■ **Work to complete**:
Every line of the entries below that carries the string "offset" should be copied.

/---

//! Solid-cell boundary mask.

use serde::{Deserialize, Serialize};

use super::ConfigError;

/// Per-cell solid flags, values in {0, 1}. Immutable once a domain is built.
///
/// Cells flagged 1 are excluded from the normal collide-stream update and
/// handled by bounce-back reflection instead.
///
/// Deserialization goes through [`BoundaryMask::from_cells`], so a mask
/// loaded from JSON is subject to the same length and value checks.
#[derive(Debug, Clone, Serialize, Deserialize)]
#[serde(try_from = "RawMask")]
pub struct BoundaryMask {
    shape: Vec<usize>,
    cells: Vec<u8>,
}

#[derive(Deserialize)]
struct RawMask {
    shape: Vec<usize>,
    cells: Vec<u8>,
}

impl TryFrom<RawMask> for BoundaryMask {
    type Error = ConfigError;

    fn try_from(raw: RawMask) -> Result<Self, ConfigError> {
        Self::from_cells(&raw.shape, raw.cells)
    }
}

impl BoundaryMask {
    /// All-fluid mask (fully periodic domain).
    pub fn empty(shape: &[usize]) -> Self {
        let len = shape.iter().product();
        Self {
            shape: shape.to_vec(),
            cells: vec![0; len],
        }
    }

    /// Build a mask from raw cell flags. Length must match the grid and all
    /// values must be exactly 0 or 1.
    pub fn from_cells(shape: &[usize], cells: Vec<u8>) -> Result<Self, ConfigError> {
        let expected: usize = shape.iter().product();
        if cells.len() != expected {
            return Err(ConfigError::MaskLengthMismatch {
                expected,
                got: cells.len(),
            });
        }
        if let Some((index, &value)) = cells.iter().enumerate().find(|&(_, &v)| v > 1) {
            return Err(ConfigError::InvalidMaskValue { index, value });
        }
        Ok(Self {
            shape: shape.to_vec(),
            cells,
        })
    }

    /// Flag or clear a single cell. `coords` is [x, y] or [x, y, z].
    ///
    /// Panics if `coords` does not match the mask dimensionality or is out
    /// of range.
    pub fn set(&mut self, coords: &[usize], solid: bool) {
        let idx = self.offset(coords);
        self.cells[idx] = solid as u8;
    }

    /// Whether the cell at `coords` is solid.
    pub fn is_solid(&self, coords: &[usize]) -> bool {
        self.cells[self.offset(coords)] != 0
    }

    pub fn shape(&self) -> &[usize] {
        &self.shape
    }

    pub fn cells(&self) -> &[u8] {
        &self.cells
    }

    fn offset(&self, coords: &[usize]) -> usize {
        assert_eq!(coords.len(), self.shape.len(), "coordinate rank mismatch");
        let width = self.shape[0];
        let height = self.shape.get(1).copied().unwrap_or(1);
        for (c, &extent) in coords.iter().zip(self.shape.iter()) {
            assert!(*c < extent, "coordinate out of range");
        }
        let z = coords.get(2).copied().unwrap_or(0);
        (z * height + coords[1]) * width + coords[0]
    }
}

\---

■ **Response to this task**:
        let idx = self.offset(coords);
        self.cells[self.offset(coords)] != 0
    fn offset(&self, coords: &[usize]) -> usize {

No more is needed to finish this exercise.